Clearly, further mechanistic work will be needed to better understand the pathway from radiation exposure to a given substructure to a specific cardiac event. The biology is likely complex, as evidenced by recent work attempting to understand the biological underpinnings of RT effect on terminating arrhythmias in patients with ventricular tachycardia.16,17 As we develop a deeper understanding of the dosimetric triggers and mechanisms of injury that lead to arrhythmias, the ability of modern RT techniques to intentionally spare critical sub-structures will likely contribute toward mitigating the risk for cardiac toxicity in future lung cancer patients.
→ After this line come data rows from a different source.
//! Ed25519 signature helpers.
//!
//! Signers are identified by their hex-encoded 32-byte public key and sign
//! the agreed message; signatures travel as standard base64.

use base64::{engine::general_purpose::STANDARD, Engine};
use ed25519_dalek::{Signature, Signer, SigningKey, Verifier, VerifyingKey};

use super::AuthError;

/// Verify `signature_b64` over `message` for the key `signer_hex`.
pub fn verify_signature(signer_hex: &str, message: &[u8], signature_b64: &str) -> Result<(), AuthError> {
    let key_bytes = hex::decode(signer_hex)
        .map_err(|e| AuthError::Malformed(format!("signer is not hex: {e}")))?;
    let key_bytes: [u8; 32] = key_bytes.as_slice().try_into().map_err(|_| {
        AuthError::Malformed(format!("signer must be 32 bytes, found {}", key_bytes.len()))
    })?;
    let key = VerifyingKey::from_bytes(&key_bytes)
        .map_err(|_| AuthError::Malformed("signer is not an ed25519 public key".to_string()))?;

    let sig_bytes = STANDARD
        .decode(signature_b64)
        .map_err(|e| AuthError::Malformed(format!("signature is not base64: {e}")))?;
    let signature = Signature::from_slice(&sig_bytes).map_err(|_| {
        AuthError::Malformed(format!("signature must be 64 bytes, found {}", sig_bytes.len()))
    })?;

    key.verify(message, &signature)
        .map_err(|_| AuthError::InvalidSignature)
}

/// Sign `message` and encode the signature as base64.
pub fn sign_message(key: &SigningKey, message: &[u8]) -> String {
    STANDARD.encode(key.sign(message).to_bytes())
}

/// Hex form of a public key, as used for signer addresses.
pub fn public_key_hex(key: &VerifyingKey) -> String {
    hex::encode(key.to_bytes())
}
Lastly, the lung cancer population is at exceptionally high baseline cardiovascular risk; more than 40% have known cardiovascular disease (CVD)18 and nearly 15% have pre-existing arrhythmias.3 However, even among those without known CVD—nearly half are at high Framingham risk.3 This is further coupled with the observation that less than half of these patients are being treated with cardiovascular guidelines-based medical therapy.18,19
Therefore, given this high baseline cardiovascular risk, together with the excess cardiovascular risk of multi-modality treatment (including RT, chemotherapy, immunotherapy, and/or molecular targeted agents), oncologists should have a low threshold for referral to cardiology or cardio-oncology for treatment of baseline cardiac risk factors20 as well as incorporation of post-treatment surveillance.21,22,23 Further, while cardio-oncology expert panels and consensus guidelines continue to develop based on evolving data—including incorporating screening transthoracic echocardiograms and cardiac magnetic resonance imaging,21,22,23 there currently are no recommendations to screen for occult arrhythmias, nor to screen sooner for RT-associated CAD despite the shorter timeframe to developing MACE. These observations highlight the continued efforts needed to further refine screening, risk factor modification, and surveillance recommendations in these high-risk patients.